I have a regular headache which happens about once a month, very severe pain radiating around my head. The symptoms have recently changed and I'm now getting a pain on the right side of my head at the back, it's as if I'm having a pin jabbed into my head. Then when it goes, I'm also experiencing pins and needles in my face. Should I go and see my doctor?
Yes, we would definitely recommend seeing your doctor as only he or she can do a proper examination and ask you all the necessary questions to be able to diagnose your problem.
The fact that your headaches are regular probably means that there is nothing sinister going on. What you describe does sound quite like a migraine headache but it is not absolutely typical. Some people who have migraines experience an aura – usually flashing lights – just before the pain begins. Less commonly, this aura can be in the form of pins and needles that are felt in the arms and hands or in the face, usually on the same side as the headache.
However, you describe pins and needles coming after the headache, not before, so it would be wise to have a full medical check up.
You also mention that your headache is regular and ‘once a month’. As most headaches, particularly migraines occur in women, I am assuming here that you are female. Does the headache tend to occur around the time of menstruation? Many women find that menstruation is a very potent migraine trigger and that they need to take special care to try to minimise the threat of a headache around this time.

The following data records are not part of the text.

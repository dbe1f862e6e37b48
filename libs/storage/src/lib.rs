//! Durable persistence for workflow instances.
//!
//! `contract` defines the `Storage` trait every backend implements;
//! `memory` is the in-process reference implementation used by tests and
//! single-node deployments; `postgres` is an optional, feature-gated
//! reference implementation over `sqlx`.

pub mod contract;
pub mod memory;
pub mod pagination;

#[cfg(feature = "postgres")]
pub mod postgres;

pub use contract::{Storage, StorageError};
pub use memory::InMemoryStorage;
pub use pagination::{InstanceFilter, Page, SortOrder};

It would be worth keeping a food diary too to see if there are any dietary triggers that might be affecting you. Common ones are red wine, chocolate and cheese – but different people have different triggers and yours could be quite different.

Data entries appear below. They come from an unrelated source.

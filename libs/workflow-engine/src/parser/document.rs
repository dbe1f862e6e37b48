//! Declarative workflow document shape (§6.1), deserialized straight off
//! `serde_json::Value`/YAML before being normalized into `Definition`
//! construction arguments.

use std::collections::BTreeMap;

use serde::Deserialize;
use serde_json::{Map, Value};

fn default_version() -> String {
    "1.0".to_string()
}

#[derive(Debug, Deserialize)]
pub struct RawDocument {
    pub name: String,
    #[serde(default = "default_version")]
    pub version: String,
    pub steps: StepsInput,
    #[serde(default)]
    pub transitions: Vec<RawTransition>,
    #[serde(default)]
    pub metadata: Map<String, Value>,
}

/// Steps may be given as an ordered list (each record carrying its own
/// `id`) or as an id-keyed map. The parser normalizes both into the same
/// shape; see `normalize` in `parser/mod.rs`.
#[derive(Debug, Deserialize)]
#[serde(untagged)]
pub enum StepsInput {
    List(Vec<RawStep>),
    /// `BTreeMap` rather than `HashMap` so iteration order — and therefore
    /// the sequential transitions implied for this form — is at least
    /// deterministic (alphabetical by id) across runs, even though it's
    /// not the declaration order a JSON/YAML map doesn't preserve anyway.
    Map(BTreeMap<String, RawStep>),
}

#[derive(Debug, Deserialize, Default)]
pub struct RawStep {
    pub id: Option<String>,
    pub action: Option<String>,
    pub parameters: Option<Map<String, Value>>,
    pub config: Option<Map<String, Value>>,
    pub timeout: Option<Value>,
    pub retry_attempts: Option<u8>,
    pub compensation: Option<String>,
    #[serde(default)]
    pub conditions: Vec<String>,
    #[serde(default)]
    pub prerequisites: Vec<String>,
}

#[derive(Debug, Deserialize)]
pub struct RawTransition {
    pub from: String,
    pub to: String,
    pub condition: Option<String>,
}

When you have a headache, you don't mention if you have any nausea or vomiting? This is another common sign of a migraine and this can really cause your headaches to stop you functioning completely. If the headaches are stopping you from working or beginning to disrupt your life, talking to the doctor could also help you to find some effective medication that you could use. Ordinary, over-the-counter medicines can be quite ineffective against very severe migraines and your doctor may be able to prescribe something to cut short your attacks. He or she may also put you in touch with a practioner of complementary medicine, as hypnosis and acupuncture can often help reduce migraine headaches.